Wednesday, July 13, 2005

Second thoughts on leak case

LAST WEEK in this space, I implied that the special counsel in the Valerie Plame leak case, Patrick Fitzgerald, might be protecting the Bush administration. It made no sense, I argued, that New York Times reporter Judith Miller was going to jail for protecting a source, while columnist Robert Novak, who first published the leak, either had revealed his source to Fitzgerald and thus solved the case or should be under similar threats but wasn't. Ergo: Fitzgerald was going after the press rather than the White House.

Wrong on all counts. In 20 years of writing columns for the Globe, I've had to print minor corrections, but this is the first story I really booted. I owe readers and prosecutor Fitzgerald an explanation and an apology.

Here's what we've learned:

First, Fitzgerald is playing it straight. Novak has apparently testified -- otherwise he'd be in jail with Miller. Fitzgerald has extensively investigated Bush officials. Karl Rove has likely testified, too.

SNIP

The response of Rove's lawyer, Robert Luskin, to recent reports in Newsweek, which somehow got hold of reporter Cooper's subpoenaed memos fingering Rove, is highly instructive. Rove had previously insisted that he had never disclosed Valerie Plame's ''name." Now his lawyer admits that Rove, in trying to discredit former ambassador Joseph Wilson, told Cooper that Wilson's ''wife" was a CIA agent but didn't mention her by name.

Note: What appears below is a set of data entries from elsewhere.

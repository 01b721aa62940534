// Copyright 2025 Umberto Gotti <umberto.gotti@umbertogotti.dev>
// Licensed under the Apache License, Version 2.0
// http://www.apache.org/licenses/LICENSE-2.0

// Conditional logging shim: uses `tracing` when enabled, falls back to eprintln! for warnings.

#[cfg(feature = "tracing")]
macro_rules! warn {
    ($($arg:tt)*) => {{
        tracing::warn!($($arg)*);
    }};
}

#[cfg(feature = "tracing")]
macro_rules! debug {
    ($($arg:tt)*) => {{
        tracing::debug!($($arg)*);
    }};
}

#[cfg(not(feature = "tracing"))]
macro_rules! warn {
    ($($arg:tt)*) => {{
        eprintln!($($arg)*);
    }};
}

#[cfg(not(feature = "tracing"))]
macro_rules! debug {
    ($($arg:tt)*) => {{
        let _ = format_args!($($arg)*);
    }};
}
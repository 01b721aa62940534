// Copyright 2025 Umberto Gotti <umberto.gotti@umbertogotti.dev>
// Licensed under the Apache License, Version 2.0
// http://www.apache.org/licenses/LICENSE-2.0

//! Switch operator for result-carrying streams.

use futures::stream::{Fuse, FusedStream, Stream, StreamExt, TryStream};
use pin_project::pin_project;
use std::pin::Pin;
use std::task::{Context, Poll};

/// Extension trait providing the `switch_map_result` operator.
pub trait SwitchMapResultExt<T, E>: Stream<Item = Result<T, E>> + Sized {
    /// Chains a dependent source onto every success of this stream.
    ///
    /// # Behavior
    ///
    /// - `Ok(v)`: any active inner source is dropped and every item of `project(v)`
    ///   is forwarded until the next outer item arrives; items the active inner
    ///   source already has ready are forwarded before the next outer item is taken
    /// - `Err(e)`: any active inner source is dropped and `Err(e.into())` is emitted;
    ///   `project` is not called
    /// - The output ends once the outer stream has ended and no inner source is active
    ///
    /// The output failure type is the inner source's failure type; the outer failure
    /// type converts into it through `Into`, so a shared error enum with `From`
    /// impls for each failure kind covers both.
    ///
    /// # Examples
    ///
    /// ```rust
    /// use resflux_stream::{source, SwitchMapResultExt};
    /// use futures::StreamExt;
    ///
    /// # futures::executor::block_on(async {
    /// let mut lookup = source::ok::<_, String>(21)
    ///     .switch_map_result(|id| source::ok::<_, String>(id * 2));
    /// assert_eq!(lookup.next().await, Some(Ok(42)));
    /// assert_eq!(lookup.next().await, None);
    /// # });
    /// ```
    fn switch_map_result<Inner, F>(self, project: F) -> SwitchMapResult<Self, Inner, F>
    where
        F: FnMut(T) -> Inner,
        Inner: TryStream,
        E: Into<Inner::Error>;
}

impl<S, T, E> SwitchMapResultExt<T, E> for S
where
    S: Stream<Item = Result<T, E>>,
{
    fn switch_map_result<Inner, F>(self, project: F) -> SwitchMapResult<Self, Inner, F>
    where
        F: FnMut(T) -> Inner,
        Inner: TryStream,
        E: Into<Inner::Error>,
    {
        SwitchMapResult {
            outer: self.fuse(),
            inner: None,
            project,
        }
    }
}

/// Stream returned by [`SwitchMapResultExt::switch_map_result`].
#[pin_project]
#[must_use = "streams do nothing unless polled"]
pub struct SwitchMapResult<S, Inner, F> {
    #[pin]
    outer: Fuse<S>,
    #[pin]
    inner: Option<Inner>,
    project: F,
}

impl<S, Inner, F, T, E> Stream for SwitchMapResult<S, Inner, F>
where
    S: Stream<Item = Result<T, E>>,
    Inner: TryStream,
    E: Into<Inner::Error>,
    F: FnMut(T) -> Inner,
{
    type Item = Result<Inner::Ok, Inner::Error>;

    fn poll_next(self: Pin<&mut Self>, cx: &mut Context<'_>) -> Poll<Option<Self::Item>> {
        let mut this = self.project();

        // Ready inner items go out before the next outer item is taken
        loop {
            if let Some(inner) = this.inner.as_mut().as_pin_mut() {
                match inner.try_poll_next(cx) {
                    Poll::Ready(Some(item)) => return Poll::Ready(Some(item)),
                    Poll::Ready(None) => this.inner.set(None),
                    Poll::Pending => {}
                }
            }

            match this.outer.as_mut().poll_next(cx) {
                Poll::Ready(Some(Ok(value))) => this.inner.set(Some((this.project)(value))),
                Poll::Ready(Some(Err(error))) => {
                    this.inner.set(None);
                    return Poll::Ready(Some(Err(error.into())));
                }
                Poll::Ready(None) if this.inner.is_none() => return Poll::Ready(None),
                Poll::Ready(None) | Poll::Pending => return Poll::Pending,
            }
        }
    }
}

impl<S, Inner, F, T, E> FusedStream for SwitchMapResult<S, Inner, F>
where
    S: Stream<Item = Result<T, E>>,
    Inner: TryStream,
    E: Into<Inner::Error>,
    F: FnMut(T) -> Inner,
{
    fn is_terminated(&self) -> bool {
        self.outer.is_done() && self.inner.is_none()
    }
}
// Copyright 2025 Umberto Gotti <umberto.gotti@umbertogotti.dev>
// Licensed under the Apache License, Version 2.0
// http://www.apache.org/licenses/LICENSE-2.0

use futures::stream::{Stream, StreamExt};
use resflux_core::{CancellationToken, ResfluxError};
use std::pin::pin;
use tokio::task::JoinHandle;

/// How the driving task stopped.
#[derive(Debug, Clone, Copy, PartialEq, Eq)]
enum Outcome {
    Completed,
    Cancelled,
}

/// Extension trait providing push-style consumption of result-carrying streams.
pub trait SubscribeResultExt<T, E>: Stream<Item = Result<T, E>> + Sized {
    /// Drives the stream on a spawned tokio task and dispatches every item.
    ///
    /// # Behavior
    ///
    /// - `Ok(v)` calls `on_ok(v)`, `Err(e)` calls `on_err(e)`; neither ends the
    ///   subscription, the stream decides when it is done
    /// - `on_complete()` is called once when the stream ends on its own
    /// - After [`Subscription::unsubscribe`] the task stops at its next scheduling
    ///   point, drops the stream (and every source it still holds) and calls no
    ///   further callback, `on_complete` included
    ///
    /// Must be called from within a tokio runtime.
    ///
    /// # Examples
    ///
    /// ```rust
    /// use resflux_exec::SubscribeResultExt;
    /// use resflux_stream::{source, ForkJoinResultExt};
    /// use std::sync::{Arc, Mutex};
    ///
    /// # #[tokio::main]
    /// # async fn main() {
    /// let seen = Arc::new(Mutex::new(Vec::new()));
    /// let sink = Arc::clone(&seen);
    ///
    /// let subscription = vec![source::ok::<_, String>(1), source::ok(2)]
    ///     .fork_join_result()
    ///     .subscribe_result(
    ///         move |values| sink.lock().unwrap().push(values),
    ///         |error| eprintln!("join failed: {error}"),
    ///         || {},
    ///     );
    ///
    /// subscription.join().await.unwrap();
    /// assert_eq!(*seen.lock().unwrap(), vec![vec![1, 2]]);
    /// # }
    /// ```
    fn subscribe_result<OnOk, OnErr, OnComplete>(
        self,
        on_ok: OnOk,
        on_err: OnErr,
        on_complete: OnComplete,
    ) -> Subscription
    where
        OnOk: FnMut(T) + Send + 'static,
        OnErr: FnMut(E) + Send + 'static,
        OnComplete: FnOnce() + Send + 'static;
}

impl<S, T, E> SubscribeResultExt<T, E> for S
where
    S: Stream<Item = Result<T, E>> + Send + 'static,
    T: Send + 'static,
    E: Send + 'static,
{
    fn subscribe_result<OnOk, OnErr, OnComplete>(
        self,
        mut on_ok: OnOk,
        mut on_err: OnErr,
        on_complete: OnComplete,
    ) -> Subscription
    where
        OnOk: FnMut(T) + Send + 'static,
        OnErr: FnMut(E) + Send + 'static,
        OnComplete: FnOnce() + Send + 'static,
    {
        let token = CancellationToken::new();
        let task_token = token.clone();

        let handle = tokio::spawn(async move {
            let mut stream = pin!(self);

            loop {
                tokio::select! {
                    biased;

                    () = task_token.cancelled() => {
                        debug!("subscribe_result: cancelled, dropping stream");
                        return Outcome::Cancelled;
                    }
                    item = stream.next() => match item {
                        Some(Ok(value)) => on_ok(value),
                        Some(Err(error)) => on_err(error),
                        None => break,
                    }
                }
            }

            // Cancelled between the last item and completion
            if task_token.is_cancelled() {
                return Outcome::Cancelled;
            }

            on_complete();
            Outcome::Completed
        });

        Subscription {
            token,
            handle: Some(handle),
        }
    }
}

/// Handle to a running [`subscribe_result`](SubscribeResultExt::subscribe_result) task.
///
/// Dropping the handle unsubscribes.
#[derive(Debug)]
#[must_use = "dropping a Subscription unsubscribes immediately"]
pub struct Subscription {
    token: CancellationToken,
    handle: Option<JoinHandle<Outcome>>,
}

impl Subscription {
    /// Stops the subscription. Idempotent.
    pub fn unsubscribe(&self) {
        self.token.cancel();
    }

    /// Returns `true` once the subscription has been cancelled or its stream has ended.
    pub fn is_closed(&self) -> bool {
        self.token.is_cancelled() || self.handle.as_ref().map_or(true, JoinHandle::is_finished)
    }

    /// Waits for the driving task to stop.
    ///
    /// # Errors
    ///
    /// - [`ResfluxError::SubscriptionCancelled`] if the subscription was cancelled
    ///   before the stream ended
    /// - [`ResfluxError::TaskJoin`] if the task panicked or was aborted
    pub async fn join(mut self) -> resflux_core::Result<()> {
        let Some(handle) = self.handle.take() else {
            return Err(ResfluxError::SubscriptionCancelled);
        };

        match handle.await {
            Ok(Outcome::Completed) => Ok(()),
            Ok(Outcome::Cancelled) => Err(ResfluxError::SubscriptionCancelled),
            Err(join_error) => {
                error!("subscribe_result: task failed: {}", join_error);
                Err(ResfluxError::task_join(join_error.to_string()))
            }
        }
    }
}

impl Drop for Subscription {
    fn drop(&mut self) {
        self.token.cancel();
    }
}
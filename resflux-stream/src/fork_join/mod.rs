// Copyright 2025 Umberto Gotti <umberto.gotti@umbertogotti.dev>
// Licensed under the Apache License, Version 2.0
// http://www.apache.org/licenses/LICENSE-2.0

//! Fork-join over independent result-carrying sources.
//!
//! A join polls every source concurrently (interleaved on the task that polls the
//! join) and emits a single `Result`:
//!
//! - `Ok(aggregate)` once every source has produced its first success, with the
//!   aggregate shaped like the input: `Vec` → `Vec`, `IndexMap` → `IndexMap`,
//!   `BTreeMap` → `BTreeMap`, tuple → tuple
//! - `Err(e)` as soon as any source fails; every other source is dropped at that
//!   point and nothing it produces afterwards is observed
//!
//! Values are stored by key or position, so the aggregate never depends on the
//! order in which sources resolve. When several sources fail within the same
//! poll, the first one in declaration order wins.
//!
//! An empty input joins to `Ok` of an empty aggregate. A source that ends without
//! producing anything makes the join end without emitting, since it can neither
//! succeed nor name a failure.
//!
//! # Examples
//!
//! ```
//! use resflux_stream::{source, ForkJoinResultExt};
//! use futures::StreamExt;
//! use indexmap::IndexMap;
//!
//! # futures::executor::block_on(async {
//! let mut sources = IndexMap::new();
//! sources.insert("foo", source::ok::<_, &str>(1));
//! sources.insert("bar", source::ok::<_, &str>(2));
//!
//! let mut joined = sources.fork_join_result();
//! let values = joined.next().await.unwrap().unwrap();
//! assert_eq!(values["foo"], 1);
//! assert_eq!(values["bar"], 2);
//! assert!(joined.next().await.is_none());
//! # });
//! ```
//!
//! Sources with different success types join as a tuple, or into a named record
//! with [`fork_join_into!`](crate::fork_join_into):
//!
//! ```
//! use resflux_stream::{fork_join_into, source};
//! use futures::StreamExt;
//!
//! #[derive(Debug, PartialEq)]
//! struct Profile {
//!     id: u32,
//!     name: String,
//! }
//!
//! # futures::executor::block_on(async {
//! let mut profile = fork_join_into!(Profile {
//!     id: source::ok::<_, &str>(7),
//!     name: source::ok::<_, &str>("ada".to_string()),
//! });
//!
//! assert_eq!(
//!     profile.next().await,
//!     Some(Ok(Profile { id: 7, name: "ada".to_string() }))
//! );
//! # });
//! ```

mod collection;
mod implementation;
mod tuple;

pub use collection::{Aggregate, Keyed, Sequence, SortedKeyed, SourceCollection, Tagged};
pub use implementation::{ForkJoin, JoinShape};
pub use tuple::{ForkJoin1, ForkJoin2, ForkJoin3, ForkJoin4, ForkJoin5, ForkJoin6, ForkJoin7, ForkJoin8};

use futures::stream::TryStream;
use indexmap::IndexMap;
use std::collections::BTreeMap;
use std::hash::Hash;

/// Joins a collection of result-carrying sources into a single result.
///
/// Implemented for `Vec<S>`, `IndexMap<K, S>`, `BTreeMap<K, S>`,
/// [`SourceCollection<K, S>`] and tuples of up to eight sources. Every source must
/// share one failure type; use
/// [`MapResultExt::map_err_result`](crate::MapResultExt::map_err_result) to
/// convert failures first when they differ.
///
/// See the [module documentation](crate::fork_join) for the exact semantics.
pub trait ForkJoinResultExt {
    /// The joined stream.
    type Joined;

    /// Starts a join over every source in `self`.
    ///
    /// Nothing is polled until the returned stream is.
    fn fork_join_result(self) -> Self::Joined;
}

impl<S> ForkJoinResultExt for Vec<S>
where
    S: TryStream,
{
    type Joined = ForkJoin<S, Sequence>;

    fn fork_join_result(self) -> Self::Joined {
        ForkJoin::new(self, Sequence)
    }
}

impl<K, S> ForkJoinResultExt for IndexMap<K, S>
where
    K: Hash + Eq,
    S: TryStream,
{
    type Joined = ForkJoin<S, Keyed<K>>;

    fn fork_join_result(self) -> Self::Joined {
        let (keys, sources): (Vec<_>, Vec<_>) = self.into_iter().unzip();
        ForkJoin::new(sources, Keyed(keys))
    }
}

impl<K, S> ForkJoinResultExt for BTreeMap<K, S>
where
    K: Ord,
    S: TryStream,
{
    type Joined = ForkJoin<S, SortedKeyed<K>>;

    fn fork_join_result(self) -> Self::Joined {
        let (keys, sources): (Vec<_>, Vec<_>) = self.into_iter().unzip();
        ForkJoin::new(sources, SortedKeyed(keys))
    }
}

impl<K, S> ForkJoinResultExt for SourceCollection<K, S>
where
    K: Hash + Eq,
    S: TryStream,
{
    type Joined = ForkJoin<S, Tagged<K>>;

    fn fork_join_result(self) -> Self::Joined {
        match self {
            Self::Keyed(sources) => {
                let (keys, sources): (Vec<_>, Vec<_>) = sources.into_iter().unzip();
                ForkJoin::new(sources, Tagged::Keyed(keys))
            }
            Self::Indexed(sources) => ForkJoin::new(sources, Tagged::Indexed),
        }
    }
}

/// Free-function form of [`ForkJoinResultExt::fork_join_result`].
///
/// ```
/// use resflux_stream::{fork_join_result, source};
/// use futures::StreamExt;
///
/// # futures::executor::block_on(async {
/// let mut joined = fork_join_result(vec![source::ok::<_, &str>(1), source::ok(1)]);
/// assert_eq!(joined.next().await, Some(Ok(vec![1, 1])));
/// # });
/// ```
pub fn fork_join_result<C>(sources: C) -> C::Joined
where
    C: ForkJoinResultExt,
{
    sources.fork_join_result()
}

/// Joins sources with distinct success types into a named record.
///
/// `fork_join_into!(Record { a: source_a, b: source_b })` joins the sources as a
/// tuple and builds `Record { a, b }` from the values on success. The failure type
/// is shared by all sources.
#[macro_export]
macro_rules! fork_join_into {
    ($record:ident { $($field:ident : $source:expr),+ $(,)? }) => {
        $crate::MapResultExt::map_result(
            $crate::ForkJoinResultExt::fork_join_result(($($source,)+)),
            |($($field,)+)| $record { $($field),+ },
        )
    };
}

So Rove is playing word games. What he said was literally true -- but a lie, since a reporter given this tip could easily identify Wilson's wife. Whether or not he used her name, Rove was deliberately outing Plame. If he played the same word games before the grand jury, he's in trouble.

The White House spinners also contend that Plame was not really a clandestine and protected CIA agent because she worked at CIA headquarters. This is also nonsense. Plame, a specialist on weapons of mass destruction, was under cover when she undertook sensitive missions. She was not identified as CIA. Blowing her cover harmed her career and put her at risk.